• Price: 270

  • Company: Epson

  • Our Rating: We rate this 8 out of 10 We rate this 8 out of 10

The Perfection 4870 Photo is Epson’s attempt to combine the versatility of an A4 flatbed scanner with the ability to scan small format films at adequate resolutions for print. It comes a few months after Microtek’s £155 ScanMaker 6100, which had similar ambitions but fell sadly short on the film side. Can Epson do better?

The Epson’s true optical resolution is apparently 4,800dpi, sub-sampled to 9,600dpi in the long dimension. The Microtek has 3,200-x-6,400dpi, but there’s a lot more to scanning quality than raw resolution. The Epson’s dynamic range of 3.8 is excellent for the price and more than enough for most films.

The scanner is relatively bulky by current standards, but feels well built. There’s a programmable one-touch scan button on the front panel, near the power switch. The transparency illuminator hood covers 155-x-210mm – when scanning prints you cover it over with a clip-on padded cover. For film scanning there are three film holder frames, covering four 35mm strips, two 4-x-5 inch films, and three 120/220 strips. Frame position detection is automatic with the Epson Scan software.

An important and unusual feature of the 4870 is a hardware implementation of the Kodak/ASF Digital ICE technology. Using a second set of lamps inside the scanner, this is designed to automatically remove dust and scratches, and then delete the blemishes without blurring fine details. It worked well with dust, but some scratches survived. Microtek offers ICE in the ScanMaker 6800 flatbed, though it only works on prints.

Scanning at 9,600dpi and 48-bit depth gives a 350MB file from a single 35mm frame. This is big enough to print a portrait image up to 1m high at 360dpi, using a high-resolution inkjet, or much larger for lower print resolutions. The results are surprisingly good – you’re probably capturing all the detail the film has to give.

At resolutions suitable for an A4 inkjet page, the quality and colour is acceptable, but the general sharpness is not as good as a dedicated film scanner such as the Nikon CoolScan 5000 ED (reviewed on page 66). However, the Epson costs a quarter of the price and handles a wider range of originals.

Scan speeds are dependent on resolution and whether ICE is switched on. With USB 2.0 connected, a 35mm film scan at 2,400dpi (for a 20MB 8-bit file) takes 102 seconds with ICE switched off. With ICE turned on, it takes a yawn-inducing 30 minutes. At the maximum 9,600dpi setting with ICE on, a scan can take an hour or more and eat up all your RAM along the way. Reflective (print) scans are much faster, though. A 4-x-6 inch print at 600dpi (for a 22MB file) takes 50 seconds with ICE off, and just under five minutes with it turned on.

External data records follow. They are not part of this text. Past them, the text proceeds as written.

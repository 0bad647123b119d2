//! Vehicle footprint and swept-volume collision checking
//!
//! The combination is modeled as two oriented rectangles: the tractor body
//! around the rear axle and the trailer body behind the hitch. A pose
//! passes when neither rectangle contains an obstacle point and the hitch
//! angle stays inside the jackknife limit.

use crate::config::VehicleConfig;
use crate::kinematics::Pose;
use crate::obstacle::ObstacleIndex;

/// An oriented rectangle: center, heading, half extents.
#[derive(Debug, Clone, Copy)]
struct BodyRect {
    cx: f64,
    cy: f64,
    yaw: f64,
    half_len: f64,
    half_width: f64,
}

impl BodyRect {
    /// Radius of the smallest circle around the center that contains the
    /// whole rectangle; used to pre-filter the R-tree query.
    fn bounding_radius(&self) -> f64 {
        (self.half_len * self.half_len + self.half_width * self.half_width).sqrt()
    }

    /// True if any of the given obstacle points lies inside the rectangle.
    fn hits_any(&self, obstacles: &ObstacleIndex) -> bool {
        let (sin, cos) = self.yaw.sin_cos();
        for (ox, oy) in obstacles.within_radius(self.cx, self.cy, self.bounding_radius()) {
            let dx = ox - self.cx;
            let dy = oy - self.cy;
            // into the body frame
            let lx = cos * dx + sin * dy;
            let ly = -sin * dx + cos * dy;
            if lx.abs() <= self.half_len && ly.abs() <= self.half_width {
                return true;
            }
        }
        false
    }
}

/// Tractor rectangle at the given pose.
fn tractor_rect(pose: &Pose, vehicle: &VehicleConfig) -> BodyRect {
    // body center sits ahead of the rear axle by half the overhang surplus
    let offset = (vehicle.front_overhang - vehicle.rear_overhang) / 2.0;
    BodyRect {
        cx: pose.x + offset * pose.yaw.cos(),
        cy: pose.y + offset * pose.yaw.sin(),
        yaw: pose.yaw,
        half_len: (vehicle.front_overhang + vehicle.rear_overhang) / 2.0,
        half_width: vehicle.width / 2.0,
    }
}

/// Trailer rectangle at the given pose.
fn trailer_rect(pose: &Pose, vehicle: &VehicleConfig) -> BodyRect {
    let hx = pose.x - vehicle.rear_to_hitch * pose.yaw.cos();
    let hy = pose.y - vehicle.rear_to_hitch * pose.yaw.sin();
    // trailer extends trailer_front ahead of the hitch and trailer_back behind
    let offset = (vehicle.trailer_front - vehicle.trailer_back) / 2.0;
    BodyRect {
        cx: hx + offset * pose.trailer_yaw.cos(),
        cy: hy + offset * pose.trailer_yaw.sin(),
        yaw: pose.trailer_yaw,
        half_len: (vehicle.trailer_front + vehicle.trailer_back) / 2.0,
        half_width: vehicle.trailer_width / 2.0,
    }
}

/// True if the pose is jackknife-feasible and collision-free.
pub fn check_pose(obstacles: &ObstacleIndex, vehicle: &VehicleConfig, pose: &Pose) -> bool {
    if pose.jackknife_angle().abs() > vehicle.max_jackknife {
        return false;
    }
    if obstacles.is_empty() {
        return true;
    }
    if tractor_rect(pose, vehicle).hits_any(obstacles) {
        return false;
    }
    !trailer_rect(pose, vehicle).hits_any(obstacles)
}

/// True iff every pose in the sequence passes [`check_pose`]. Returns at
/// the first failure.
pub fn check_path<'a, I>(obstacles: &ObstacleIndex, vehicle: &VehicleConfig, poses: I) -> bool
where
    I: IntoIterator<Item = &'a Pose>,
{
    poses
        .into_iter()
        .all(|pose| check_pose(obstacles, vehicle, pose))
}

#[cfg(test)]
mod tests {
    use super::*;
    use std::f64::consts::PI;

    fn index(points: &[(f64, f64)]) -> ObstacleIndex {
        let ox: Vec<f64> = points.iter().map(|p| p.0).collect();
        let oy: Vec<f64> = points.iter().map(|p| p.1).collect();
        ObstacleIndex::build(&ox, &oy).unwrap()
    }

    #[test]
    fn test_open_field_passes() {
        let v = VehicleConfig::default();
        let obstacles = index(&[]);
        assert!(check_pose(&obstacles, &v, &Pose::new(0.0, 0.0, 0.0, 0.0)));
    }

    #[test]
    fn test_point_inside_tractor_body() {
        let v = VehicleConfig::default();
        // tractor spans x in [-1.0, 4.5], y in [-1.3, 1.3] at the origin pose
        let obstacles = index(&[(2.0, 0.5)]);
        assert!(!check_pose(&obstacles, &v, &Pose::new(0.0, 0.0, 0.0, 0.0)));
    }

    #[test]
    fn test_point_inside_trailer_body() {
        let v = VehicleConfig::default();
        // trailer spans x in [-9.0, 1.0] behind the hitch at the origin pose
        let obstacles = index(&[(-6.0, 0.0)]);
        assert!(!check_pose(&obstacles, &v, &Pose::new(0.0, 0.0, 0.0, 0.0)));
        // same point clears once the vehicle moves forward
        assert!(check_pose(&obstacles, &v, &Pose::new(20.0, 0.0, 0.0, 0.0)));
    }

    #[test]
    fn test_point_beside_body_passes() {
        let v = VehicleConfig::default();
        let obstacles = index(&[(2.0, 1.5), (-6.0, -1.5)]);
        assert!(check_pose(&obstacles, &v, &Pose::new(0.0, 0.0, 0.0, 0.0)));
    }

    #[test]
    fn test_rotated_body() {
        let v = VehicleConfig::default();
        // facing +y, the tractor occupies y in [-1.0, 4.5] around x = 0
        let obstacles = index(&[(0.0, 3.0)]);
        let pose = Pose::new(0.0, 0.0, PI / 2.0, PI / 2.0);
        assert!(!check_pose(&obstacles, &v, &pose));
        let beside = index(&[(2.0, 3.0)]);
        assert!(check_pose(&beside, &v, &pose));
    }

    #[test]
    fn test_jackknife_rejected_without_obstacles() {
        let v = VehicleConfig::default();
        let obstacles = index(&[]);
        let pose = Pose::new(0.0, 0.0, 0.0, v.max_jackknife + 0.1);
        assert!(!check_pose(&obstacles, &v, &pose));
    }

    #[test]
    fn test_check_path_short_circuits_on_failure() {
        let v = VehicleConfig::default();
        let obstacles = index(&[(2.0, 0.0)]);
        let good = Pose::new(30.0, 0.0, 0.0, 0.0);
        let bad = Pose::new(0.0, 0.0, 0.0, 0.0);
        assert!(check_path(&obstacles, &v, [good, good].iter()));
        assert!(!check_path(&obstacles, &v, [good, bad].iter()));
    }
}
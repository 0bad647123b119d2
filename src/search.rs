//! Hybrid A* search core
//!
//! Continuous states, discrete membership: the open and closed sets are
//! keyed by coarse 4D cells while every edge is simulated at full
//! resolution through the kinematic model. Two admissible heuristic terms
//! (holonomic-with-obstacles grid, Reeds-Shepp-without-obstacles length)
//! are combined by max; the goal is reached through an analytic
//! Reeds-Shepp connection validated against trailer drift, jackknife and
//! collisions.
//!
//! The priority queue is a plain binary heap with lazy invalidation: a
//! re-inserted cell outdates its old entry, and stale entries are skipped
//! when popped (same discipline as a bidirectional CCH query).

use std::cmp::Ordering;
use std::collections::BinaryHeap;

use rustc_hash::FxHashMap;
use tracing::{debug, info, trace};

use crate::angle;
use crate::config::PlannerConfig;
use crate::error::PlanError;
use crate::grid::HolonomicCostGrid;
use crate::kinematics::{self, Direction, Pose};
use crate::node::{Node, NodeKey};
use crate::obstacle::ObstacleIndex;
use crate::path::{self, PlanStats, SampledEdge, TrailerPath};
use crate::reeds_shepp;
use crate::vehicle;

/// Open-list entry. Min-heap on f, ties broken toward smaller h (goal
/// preferring), then by cell key so runs are reproducible.
struct HeapEntry {
    f: f64,
    h: f64,
    g: f64,
    key: NodeKey,
}

impl PartialEq for HeapEntry {
    fn eq(&self, other: &Self) -> bool {
        self.f == other.f && self.h == other.h && self.key == other.key
    }
}

impl Eq for HeapEntry {}

impl PartialOrd for HeapEntry {
    fn partial_cmp(&self, other: &Self) -> Option<Ordering> {
        Some(self.cmp(other))
    }
}

impl Ord for HeapEntry {
    fn cmp(&self, other: &Self) -> Ordering {
        // reversed for a min-heap
        other
            .f
            .partial_cmp(&self.f)
            .unwrap_or(Ordering::Equal)
            .then_with(|| other.h.partial_cmp(&self.h).unwrap_or(Ordering::Equal))
            .then_with(|| other.key.cmp(&self.key))
    }
}
//! Towplan: hybrid A* trajectory planner for tractor-trailer vehicles
//!
//! Pipeline of one plan invocation:
//! - Obstacle index - immutable R-tree over the caller's point cloud
//! - Holonomic grid - 2D Dijkstra cost-to-go from the goal (heuristic 1)
//! - Reeds-Shepp - analytic shortest curves (heuristic 2 + goal connector)
//! - Hybrid A* - discrete-cell search over simulated motion primitives
//! - Reconstruction - parent-chain stitching into one dense trajectory
//!
//! Key principle: the expander, the analytic connector and the collision
//! checker all consume the same kinematic model and the same angle
//! normalization, so no stage can accept a state another stage would
//! reject.
//!
//! The planner is single-threaded and synchronous; all mutable state
//! lives inside the plan call. Independent invocations may run in
//! parallel freely.

pub mod angle;
pub mod config;
pub mod error;
pub mod grid;
pub mod kinematics;
pub mod node;
pub mod obstacle;
pub mod path;
pub mod reeds_shepp;
pub mod search;
pub mod vehicle;

pub use config::{PlannerConfig, VehicleConfig};
pub use error::PlanError;
pub use kinematics::{Direction, Pose};
pub use obstacle::ObstacleIndex;
pub use path::{PlanStats, TrailerPath};
pub use reeds_shepp::{RsPath, RsSamples, RsSegment};
pub use vehicle::{check_path, check_pose};

use tracing::info;

/// Plan a kinematically feasible, collision-free trajectory from `start`
/// to `goal` among the given point obstacles.
///
/// Obstacles are two equal-length coordinate arrays; the empty set is
/// legal. Units are meters and radians, yaws normalized internally to
/// (-pi, pi]. On success the returned path starts at the start pose and
/// ends on the goal pose (trailer yaw within
/// [`PlannerConfig::goal_trailer_yaw_tol`]).
pub fn plan(
    start: &Pose,
    goal: &Pose,
    obstacles_x: &[f64],
    obstacles_y: &[f64],
    config: &PlannerConfig,
) -> Result<TrailerPath, PlanError> {
    let index = ObstacleIndex::build(obstacles_x, obstacles_y)?;
    info!(
        obstacles = index.len(),
        sx = start.x,
        sy = start.y,
        gx = goal.x,
        gy = goal.y,
        "planning trailer trajectory"
    );
    let result = search::run(start, goal, &index, config);
    match &result {
        Ok(path) => info!(
            samples = path.len(),
            length = path.total_length(),
            switches = path.switch_count(),
            expansions = path.stats.expansions,
            "plan complete"
        ),
        Err(err) => info!(%err, "plan failed"),
    }
    result
}
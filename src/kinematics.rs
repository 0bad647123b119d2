//! Bicycle-with-trailer kinematic model
//!
//! One micro-step advances the tractor rear axle by a signed arc length
//! and drags the trailer yaw behind it through the hitch. Everything the
//! search simulates, and everything the analytic connector re-propagates,
//! goes through the two functions here so the two stages can never
//! disagree on the motion model.

use serde::Serialize;

use crate::angle;
use crate::config::VehicleConfig;

/// Continuous planner state: tractor rear-axle position, tractor heading,
/// trailer heading. Meters and radians; yaws normalized to (-pi, pi].
#[derive(Debug, Clone, Copy, PartialEq, Serialize)]
pub struct Pose {
    pub x: f64,
    pub y: f64,
    pub yaw: f64,
    pub trailer_yaw: f64,
}

impl Pose {
    pub fn new(x: f64, y: f64, yaw: f64, trailer_yaw: f64) -> Self {
        Self {
            x,
            y,
            yaw: angle::normalize(yaw),
            trailer_yaw: angle::normalize(trailer_yaw),
        }
    }

    pub fn is_finite(&self) -> bool {
        self.x.is_finite() && self.y.is_finite() && self.yaw.is_finite() && self.trailer_yaw.is_finite()
    }

    /// Signed hitch angle between tractor and trailer.
    pub fn jackknife_angle(&self) -> f64 {
        angle::diff(self.yaw, self.trailer_yaw)
    }
}

/// Direction of travel for one sampled step.
#[derive(Debug, Clone, Copy, PartialEq, Eq, Serialize)]
pub enum Direction {
    Forward,
    Backward,
}

impl Direction {
    /// +1.0 forward, -1.0 backward.
    pub fn sign(self) -> f64 {
        match self {
            Direction::Forward => 1.0,
            Direction::Backward => -1.0,
        }
    }

    pub fn flipped(self) -> Self {
        match self {
            Direction::Forward => Direction::Backward,
            Direction::Backward => Direction::Forward,
        }
    }
}

/// Advance the full state by one arc step of signed length `d` with
/// steering angle `steer`. The trailer update uses the pre-step tractor
/// heading, matching the order the position update reads it.
pub fn step(pose: &Pose, d: f64, steer: f64, vehicle: &VehicleConfig) -> Pose {
    Pose {
        x: pose.x + d * pose.yaw.cos(),
        y: pose.y + d * pose.yaw.sin(),
        yaw: angle::normalize(pose.yaw + d / vehicle.wheelbase * steer.tan()),
        trailer_yaw: propagate_trailer(pose.trailer_yaw, pose.yaw, d, vehicle),
    }
}

/// Trailer-only half of the update: the tractor heading is taken as given.
///
/// The analytic goal connector uses this to drag the trailer along a
/// Reeds-Shepp tractor curve whose samples are already fixed.
pub fn propagate_trailer(trailer_yaw: f64, tractor_yaw: f64, d: f64, vehicle: &VehicleConfig) -> f64 {
    angle::normalize(
        trailer_yaw + d / vehicle.trailer_wheelbase * (tractor_yaw - trailer_yaw).sin(),
    )
}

The scanner is supplied with LaserSoft SilverFast SE6 professional scanning software, which can’t access the ICE dust-buster, but is more sophisticated than Epson Scan. You can set everything up manually, but the Scan Pilot workflow manager can help you through each stage if needed. It includes dust and scratch removal, GANE grain and noise reduction, as well as LaserSoft’s proprietary NegaFix software.

NegaFix is a sophisticated software system rather than the hardware-assisted ICE. It’s good on colour negative film but failed to distinguish true dust from real detail on some transparencies. It’s slow to work with too. You have to pre-scan at the final resolution, fiddle with the manual settings (auto-detect isn’t brilliant), and then perform the final scan. The GANE grain reduction system works well. Both Epson Scan and SilverFast can be set up for batch scanning of multiple images with different image adjustments.

Epson supplies a worthwhile software bundle with the 4870. Apart from Epson Scan and SilverFast, there’s Photoshop Elements 2.0, and the Abbyy FineReader 5 Sprint Plus OCR.

The Perfection 4870 Photo produces results that are excellent for the price, and it comprehensively beats Microtek’s ScanMaker 6100. It could be used for professional scanning at a pinch, but it’s too slow for intensive use.